CERTAIN RELATIONSHIPS AND RELATED PARTY TRANSACTIONS
Policies and Procedures for Related Party Transactions
As provided by our Audit Committee charter, our Audit Committee has the primary responsibility for the review, approval, and oversight of any related party transaction. A related party includes our directors, executive officers, beneficial owners of more than 5% of our voting securities, or any member of the immediate family or person sharing the household with the foregoing persons. A related party transaction is any transaction, arrangement, or relationship (or series of similar transactions, arrangements, or relationships) in which we are, were, or will be a participant and the amount involved exceeds $120,000, and in which the related party had, has, or will have a direct or indirect material interest. Under our Related Party Transaction Policy, our management is required to submit any related party transaction not previously approved or ratified by our Audit Committee to our Audit Committee.

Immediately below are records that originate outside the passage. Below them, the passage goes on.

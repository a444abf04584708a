//! # KRODE Site Server Utilities
//!
//! File: cli/src/commands/srv/utils.rs
//!
//! ## Overview
//!
//! Helpers for the startup banner of `krode srv`:
//! - a summary of the served directory, logged at startup
//! - local network IP detection for the network URL
//!
use std::net::{IpAddr, UdpSocket};
use std::path::Path;
use tracing::{info, warn};

/// What the server found in the served directory at startup.
#[derive(Debug, Clone, Default, PartialEq, Eq)]
pub struct SiteSummary {
    pub files: usize,
    pub directories: usize,
    pub has_index: bool,
}

/// # Summarize Site (`summarize_site`)
///
/// Counts the top-level entries of `path`, logs each one at INFO level and
/// checks whether `index_file` exists. Read errors are logged and yield an
/// empty summary; they never stop the server.
pub fn summarize_site(path: &Path, index_file: &str) -> SiteSummary {
    let mut summary = SiteSummary {
        has_index: path.join(index_file).is_file(),
        ..SiteSummary::default()
    };

    info!("Directory contents for {}:", path.display());
    let entries = match std::fs::read_dir(path) {
        Ok(entries) => entries,
        Err(e) => {
            warn!("Failed to read directory {}: {}", path.display(), e);
            return summary;
        }
    };

    for entry in entries.filter_map(|e| e.ok()) {
        let is_dir = entry.metadata().map(|m| m.is_dir()).unwrap_or(false);
        if is_dir {
            summary.directories += 1;
        } else {
            summary.files += 1;
        }
        info!(
            "  - {} : {}",
            if is_dir { "DIR " } else { "FILE" },
            entry.file_name().to_string_lossy()
        );
    }

    if summary.files + summary.directories == 0 {
        info!("  (directory is empty)");
    }
    if !summary.has_index {
        warn!("Index file '{}' is missing", index_file);
    }
    summary
}

/// # Get Local IP (`get_local_ip`)
///
/// Returns the address of the interface used for outbound traffic, or
/// `None` when it cannot be determined or is a loopback address. No
/// packet is sent: connecting a UDP socket only selects a route.
pub fn get_local_ip() -> Option<IpAddr> {
    let socket = UdpSocket::bind("0.0.0.0:0").ok()?;
    socket.connect("8.8.8.8:80").ok()?;
    let ip = socket.local_addr().ok()?.ip();
    if ip.is_loopback() || ip.is_unspecified() {
        None
    } else {
        Some(ip)
    }
}

#[cfg(test)]
mod tests {
    use super::*;
    use std::fs;
    use tempfile::TempDir;

    #[test]
    fn test_summarize_site_counts_entries() {
        let temp_dir = TempDir::new().unwrap();
        fs::write(temp_dir.path().join("index.html"), "<html></html>").unwrap();
        fs::write(temp_dir.path().join("style.css"), "body {}").unwrap();
        fs::create_dir(temp_dir.path().join("img")).unwrap();

        let summary = summarize_site(temp_dir.path(), "index.html");
        assert_eq!(
            summary,
            SiteSummary {
                files: 2,
                directories: 1,
                has_index: true,
            }
        );
    }

    #[test]
    fn test_summarize_site_missing_index() {
        let temp_dir = TempDir::new().unwrap();
        let summary = summarize_site(temp_dir.path(), "index.html");
        assert!(!summary.has_index);
        assert_eq!(summary.files, 0);
    }

    #[test]
    fn test_summarize_site_unreadable_directory() {
        let summary = summarize_site(Path::new("/path/that/does/not/exist"), "index.html");
        assert_eq!(summary, SiteSummary::default());
    }

    #[test]
    fn test_get_local_ip_is_never_loopback() {
        if let Some(ip) = get_local_ip() {
            assert!(!ip.is_loopback());
        }
    }
}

In approving or rejecting the proposed transactions, our Audit Committee takes into account all of the relevant facts and circumstances available and deemed relevant to the Audit Committee, including, but not limited to, whether the transaction is on terms no less favorable than terms generally available to an unaffiliated third party under the same or similar circumstances and the extent of the related party’s interest in the transaction. Our Audit Committee will approve only those transactions that, as determined by our Audit Committee, are in, or are not inconsistent with, our best interests and the best interests of our stockholders.
Related Party Transactions
Other than the compensation arrangements with directors and current or former executive officers described elsewhere in this proxy statement or as described below, since January 1, 2025, we have not entered into any transactions, nor are there any currently proposed transactions, between us and a related party where the amount exceeds, or would exceed, the lower of (i) $120,000 or (ii) 1% of the average of our total assets at year end for the last two completed fiscal years, and in which any related party had or will have a direct or indirect material interest. We believe the terms of the transactions described below were comparable to terms we could have obtained in arm’s-length dealings with unrelated third parties.
Indemnification Agreements
We have entered into an indemnification agreement with each of our directors and executive officers. The indemnification agreements and our Certificate of Incorporation and Bylaws require us to indemnify our directors and executive officers to the fullest extent permitted by Delaware law.
US Salt Acquisition
Purchase Agreement
We entered into a Purchase Agreement on December 8, 2025 (as amended, the “Purchase Agreement”) with ContextLogic LLC (“CLI LLC”), ContextLogic Holdings, LLC (“Holdings” and together with ContextLogic and CLI LLC, the “Buyer Parties”), Salt Management Aggregator, LLC, a Delaware limited liability company (the “Management Aggregator”), Emerald Lake Pearl Acquisition GP, L.P., a Delaware limited partnership (“Emerald GP”), Emerald Lake Pearl Acquisition-A, L.P., a Delaware limited partnership (“Blocker Seller”), Emerald Lake Pearl Acquisition Blocker, LLC, a Delaware limited liability company (“Blocker”), Emerald Lake Pearl Acquisition, L.P., a Delaware limited partnership (solely in its capacity as a Seller Party, “Emerald Fund” and, together with Emerald GP and Blocker Seller, the “Emerald Investors”), ACP I, ACP II, Riva V, and Riva VI (collectively, the “Abrams Investors”), the investors set forth on Schedule II to the Purchase Agreement (the “Management Investors” and, together with the Emerald Investors and the Abrams Investors, collectively, the “Seller Parties”), US Salt, Emerald Lake Pearl Acquisition, L.P., a Delaware limited partnership, solely in its capacity as the Sellers Representative pursuant to the Purchase Agreement (the “Sellers Representative”), and, solely for the purposes of Section 7.16 to the Purchase Agreement and, as it relates thereto, Article XV of the Purchase Agreement, BCP. Mark Ward, our president and a member of our Board of Directors, serves as a Director at BC Partners. Raja Bobbili, Chairperson of our Board of Directors, servers as a Managing Director and Investment Analyst at Abrams Capital. David Abrams, a member of our Board of Directors, serves as Chief Executive Officer and Portfolio Manager of Abrams Capital. Ted Goldthorpe, a member of our Board of Directors, serves as a Partner at BC Partners. Capitalized terms used in this section discussing the Purchase Agreement, but not herein defined shall have the respective meanings set forth in the Purchase Agreement.